Entries taken from a collection:
<<<<
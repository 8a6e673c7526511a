//! Configuration module for the live session client
//!
//! Settings come from `.env` files, YAML files and environment variables.
//! Priority: YAML > ENV vars > .env values > defaults.
//!
//! # Modules
//! - `yaml`: YAML configuration file loading
//! - `env`: Environment variable loading
//! - `merge`: Merging YAML and environment configurations
//! - `validation`: Configuration validation logic
//!
//! # Example
//! ```rust,no_run
//! use waav_live::config::ClientConfig;
//! use std::path::PathBuf;
//!
//! # fn main() -> Result<(), Box<dyn std::error::Error>> {
//! // Load from environment variables only
//! let config = ClientConfig::from_env()?;
//!
//! // Load from YAML file with environment variable fallbacks
//! let config_path = PathBuf::from("config.yaml");
//! let config = ClientConfig::from_file(&config_path)?;
//!
//! println!("Using voice {}", config.live_voice);
//! # Ok(())
//! # }
//! ```

use std::path::PathBuf;
use std::time::Duration;

use zeroize::Zeroize;

mod env;
mod merge;
mod validation;
mod yaml;

pub use validation::{MAX_SAMPLE_RATE, MIN_SAMPLE_RATE};
pub use yaml::YamlConfig;

use crate::core::home::HomeAssistantConfig;
use crate::core::live::LiveConfig;
use crate::utils::url_validation::validate_control_plane_url;

/// Persona used when no instructions are configured.
pub const DEFAULT_INSTRUCTIONS: &str = "You are a friendly voice assistant for a smart home. \
Keep answers short and conversational. Use control_home_device to operate devices and \
get_device_state to check on them, then tell the user what happened. \
If a request is ambiguous, ask which device they mean.";

pub const DEFAULT_IDLE_TIMEOUT_MS: u64 = 60_000;
pub const DEFAULT_CONNECT_TIMEOUT_MS: u64 = 15_000;
pub const DEFAULT_OUTPUT_SAMPLE_RATE: u32 = 24_000;
pub const DEFAULT_INPUT_SAMPLE_RATE: u32 = 16_000;
pub const DEFAULT_CAPTURE_FRAME_SIZE: usize = 2048;
pub const DEFAULT_HOME_ASSISTANT_URL: &str = "http://homeassistant.local:8123";
pub const DEFAULT_HOME_ASSISTANT_TIMEOUT_SECONDS: u64 = 10;

/// Client configuration
///
/// Secrets are zeroized when the configuration is dropped.
#[derive(Clone)]
pub struct ClientConfig {
    // Live session
    pub gemini_api_key: Option<String>,
    pub live_model: String,
    pub live_voice: String,
    pub live_url: String,
    pub live_instructions: String,
    pub live_connect_timeout_ms: u64,

    // Audio
    pub idle_timeout_ms: u64,
    pub output_sample_rate: u32,
    pub input_sample_rate: u32,
    pub capture_frame_size: usize,

    // Control plane
    pub home_assistant_url: String,
    pub home_assistant_token: Option<String>,
    pub home_assistant_timeout_seconds: u64,

    /// Optional YAML/JSON file listing the controllable entities
    pub entity_directory_path: Option<PathBuf>,
}

impl std::fmt::Debug for ClientConfig {
    fn fmt(&self, f: &mut std::fmt::Formatter<'_>) -> std::fmt::Result {
        f.debug_struct("ClientConfig")
            .field("gemini_api_key", &self.gemini_api_key.as_ref().map(|_| "***"))
            .field("live_model", &self.live_model)
            .field("live_voice", &self.live_voice)
            .field("live_url", &self.live_url)
            .field("live_connect_timeout_ms", &self.live_connect_timeout_ms)
            .field("idle_timeout_ms", &self.idle_timeout_ms)
            .field("output_sample_rate", &self.output_sample_rate)
            .field("input_sample_rate", &self.input_sample_rate)
            .field("capture_frame_size", &self.capture_frame_size)
            .field("home_assistant_url", &self.home_assistant_url)
            .field(
                "home_assistant_token",
                &self.home_assistant_token.as_ref().map(|_| "***"),
            )
            .field(
                "home_assistant_timeout_seconds",
                &self.home_assistant_timeout_seconds,
            )
            .field("entity_directory_path", &self.entity_directory_path)
            .finish()
    }
}

impl Drop for ClientConfig {
    fn drop(&mut self) {
        if let Some(ref mut key) = self.gemini_api_key {
            key.zeroize();
        }
        if let Some(ref mut token) = self.home_assistant_token {
            token.zeroize();
        }
    }
}

impl ClientConfig {
    /// Load configuration from a YAML file with environment variable fallbacks
    ///
    /// Priority: YAML > ENV vars > .env values > defaults.
    pub fn from_file(path: &PathBuf) -> Result<Self, Box<dyn std::error::Error>> {
        let yaml_config = YamlConfig::from_file(path)?;
        let config = merge::merge_config(Some(yaml_config))?;
        validation::validate_config(&config)?;
        Ok(config)
    }

    /// Whether a Gemini API key is configured
    pub fn has_api_key(&self) -> bool {
        self.gemini_api_key.is_some()
    }

    /// Session settings for [`crate::SessionManager`]
    pub fn live_config(&self) -> LiveConfig {
        LiveConfig {
            api_key: self.gemini_api_key.clone(),
            model: self.live_model.clone(),
            voice: self.live_voice.clone(),
            instructions: self.live_instructions.clone(),
            idle_timeout: Duration::from_millis(self.idle_timeout_ms),
            output_sample_rate: self.output_sample_rate,
            input_sample_rate: self.input_sample_rate,
            capture_frame_size: self.capture_frame_size,
            connect_timeout: Duration::from_millis(self.live_connect_timeout_ms),
        }
    }

    /// Connection settings for the Home Assistant client
    pub fn home_assistant_config(&self) -> Result<HomeAssistantConfig, Box<dyn std::error::Error>> {
        let base_url = validate_control_plane_url(&self.home_assistant_url)
            .map_err(|e| format!("Invalid HOME_ASSISTANT_URL: {e}"))?;
        Ok(HomeAssistantConfig {
            base_url,
            token: self.home_assistant_token.clone(),
            timeout: Duration::from_secs(self.home_assistant_timeout_seconds),
        })
    }
}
>>>>
_Task goal_: Retype the records above exactly as they appear.

_Exercise result_:
repository 8a6e673c7526511a
//! Configuration module for the live session client
//!
//! Settings come from `.env` files, YAML files and environment variables.
//! Priority: YAML > ENV vars > .env values > defaults.
//!
//! # Modules
//! - `yaml`: YAML configuration file loading
//! - `env`: Environment variable loading
//! - `merge`: Merging YAML and environment configurations
//! - `validation`: Configuration validation logic
//!
//! # Example
//! ```rust,no_run
//! use waav_live::config::ClientConfig;
//! use std::path::PathBuf;
//!
//! # fn main() -> Result<(), Box<dyn std::error::Error>> {
//! // Load from environment variables only
//! let config = ClientConfig::from_env()?;
//!
//! // Load from YAML file with environment variable fallbacks
//! let config_path = PathBuf::from("config.yaml");
//! let config = ClientConfig::from_file(&config_path)?;
//!
//! println!("Using voice {}", config.live_voice);
//! # Ok(())
//! # }
//! ```

use std::path::PathBuf;
use std::time::Duration;

use zeroize::Zeroize;

mod env;
mod merge;
mod validation;
mod yaml;

pub use validation::{MAX_SAMPLE_RATE, MIN_SAMPLE_RATE};
pub use yaml::YamlConfig;

use crate::core::home::HomeAssistantConfig;
use crate::core::live::LiveConfig;
use crate::utils::url_validation::validate_control_plane_url;

/// Persona used when no instructions are configured.
pub const DEFAULT_INSTRUCTIONS: &str = "You are a friendly voice assistant for a smart home. \
Keep answers short and conversational. Use control_home_device to operate devices and \
get_device_state to check on them, then tell the user what happened. \
If a request is ambiguous, ask which device they mean.";

pub const DEFAULT_IDLE_TIMEOUT_MS: u64 = 60_000;
pub const DEFAULT_CONNECT_TIMEOUT_MS: u64 = 15_000;
pub const DEFAULT_OUTPUT_SAMPLE_RATE: u32 = 24_000;
pub const DEFAULT_INPUT_SAMPLE_RATE: u32 = 16_000;
pub const DEFAULT_CAPTURE_FRAME_SIZE: usize = 2048;
pub const DEFAULT_HOME_ASSISTANT_URL: &str = "http://homeassistant.local:8123";
pub const DEFAULT_HOME_ASSISTANT_TIMEOUT_SECONDS: u64 = 10;

/// Client configuration
///
/// Secrets are zeroized when the configuration is dropped.
#[derive(Clone)]
pub struct ClientConfig {
    // Live session
    pub gemini_api_key: Option<String>,
    pub live_model: String,
    pub live_voice: String,
    pub live_url: String,
    pub live_instructions: String,
    pub live_connect_timeout_ms: u64,

    // Audio
    pub idle_timeout_ms: u64,
    pub output_sample_rate: u32,
    pub input_sample_rate: u32,
    pub capture_frame_size: usize,

    // Control plane
    pub home_assistant_url: String,
    pub home_assistant_token: Option<String>,
    pub home_assistant_timeout_seconds: u64,

    /// Optional YAML/JSON file listing the controllable entities
    pub entity_directory_path: Option<PathBuf>,
}

impl std::fmt::Debug for ClientConfig {
    fn fmt(&self, f: &mut std::fmt::Formatter<'_>) -> std::fmt::Result {
        f.debug_struct("ClientConfig")
            .field("gemini_api_key", &self.gemini_api_key.as_ref().map(|_| "***"))
            .field("live_model", &self.live_model)
            .field("live_voice", &self.live_voice)
            .field("live_url", &self.live_url)
            .field("live_connect_timeout_ms", &self.live_connect_timeout_ms)
            .field("idle_timeout_ms", &self.idle_timeout_ms)
            .field("output_sample_rate", &self.output_sample_rate)
            .field("input_sample_rate", &self.input_sample_rate)
            .field("capture_frame_size", &self.capture_frame_size)
            .field("home_assistant_url", &self.home_assistant_url)
            .field(
                "home_assistant_token",
                &self.home_assistant_token.as_ref().map(|_| "***"),
            )
            .field(
                "home_assistant_timeout_seconds",
                &self.home_assistant_timeout_seconds,
            )
            .field("entity_directory_path", &self.entity_directory_path)
            .finish()
    }
}

impl Drop for ClientConfig {
    fn drop(&mut self) {
        if let Some(ref mut key) = self.gemini_api_key {
            key.zeroize();
        }
        if let Some(ref mut token) = self.home_assistant_token {
            token.zeroize();
        }
    }
}

impl ClientConfig {
    /// Load configuration from a YAML file with environment variable fallbacks
    ///
    /// Priority: YAML > ENV vars > .env values > defaults.
    pub fn from_file(path: &PathBuf) -> Result<Self, Box<dyn std::error::Error>> {
        let yaml_config = YamlConfig::from_file(path)?;
        let config = merge::merge_config(Some(yaml_config))?;
        validation::validate_config(&config)?;
        Ok(config)
    }

    /// Whether a Gemini API key is configured
    pub fn has_api_key(&self) -> bool {
        self.gemini_api_key.is_some()
    }

    /// Session settings for [`crate::SessionManager`]
    pub fn live_config(&self) -> LiveConfig {
        LiveConfig {
            api_key: self.gemini_api_key.clone(),
            model: self.live_model.clone(),
            voice: self.live_voice.clone(),
            instructions: self.live_instructions.clone(),
            idle_timeout: Duration::from_millis(self.idle_timeout_ms),
            output_sample_rate: self.output_sample_rate,
            input_sample_rate: self.input_sample_rate,
            capture_frame_size: self.capture_frame_size,
            connect_timeout: Duration::from_millis(self.live_connect_timeout_ms),
        }
    }

    /// Connection settings for the Home Assistant client
    pub fn home_assistant_config(&self) -> Result<HomeAssistantConfig, Box<dyn std::error::Error>> {
        let base_url = validate_control_plane_url(&self.home_assistant_url)
            .map_err(|e| format!("Invalid HOME_ASSISTANT_URL: {e}"))?;
        Ok(HomeAssistantConfig {
            base_url,
            token: self.home_assistant_token.clone(),
            timeout: Duration::from_secs(self.home_assistant_timeout_seconds),
        })
    }
}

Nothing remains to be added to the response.